# GoPro Hero 3 Black Edition Freezing



## atr3yu (Feb 15, 2012)

Have to totally pulled the battery out and then placed it back in and tried again? A typical electronic trouble shooting step.


----------



## neutralmlkhotel (Sep 5, 2011)

atr3yu said:


> Have to totally pulled the battery out and then placed it back in and tried again? A typical electronic trouble shooting step.


Yes I have and It keeps happening. I don't want to have this keep happnening especially mid up or while i'm on a chairlift. I had to stop riding to go into the lodge to fix this twice today.

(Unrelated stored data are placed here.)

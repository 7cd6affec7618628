//! Port traits defining external boundaries.
//!
//! Each trait represents a boundary between the gateway nodes and an
//! external system (filesystem, shell). Implementations live in
//! `src/adapters/`.

pub mod filesystem;
pub mod shell;

pub use filesystem::FileSystem;
pub use shell::{ShellExecutor, ShellOutput, ShellRequest, TIMEOUT_EXIT_CODE};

The only thing that I found that stops it from doing it is having the wifi on but they kills the battery


----------



## earl_je (Oct 20, 2009)

If you can return it, you better do it NOW. The Hero3 is known to do that. there have been countless number of reviews stating this. If you call their tech support, it will be useless and frustrating and in the end, they will figure it's a defective unit and have yosend it back to them. google it you'll see..


----------



## atr3yu (Feb 15, 2012)

neutralmlkhotel said:


> Yes I have and It keeps happening. I don't want to have this keep happnening especially mid up or while i'm on a chairlift. I had to stop riding to go into the lodge to fix this twice today.
> 
> The only thing that I found that stops it from doing it is having the wifi on but they kills the battery


Warranty that shit bro.


----------



## neutralmlkhotel (Sep 5, 2011)

earl_je said:


> If you can return it, you better do it NOW. The Hero3 is known to do that. there have been countless number of reviews stating this. If you call their tech support, it will be useless and frustrating and in the end, they will figure it's a defective unit and have yosend it back to them. google it you'll see..


Yea I did, I'm actually away at killington, VT for a few days and will take care of that when i return home.... As of now I will just deal with it and keep the spare HeroHD on me


----------



## neutralmlkhotel (Sep 5, 2011)

Just a little update:

As long as Protune mode is ON than the GPH3 Black does NOT freeze.


----------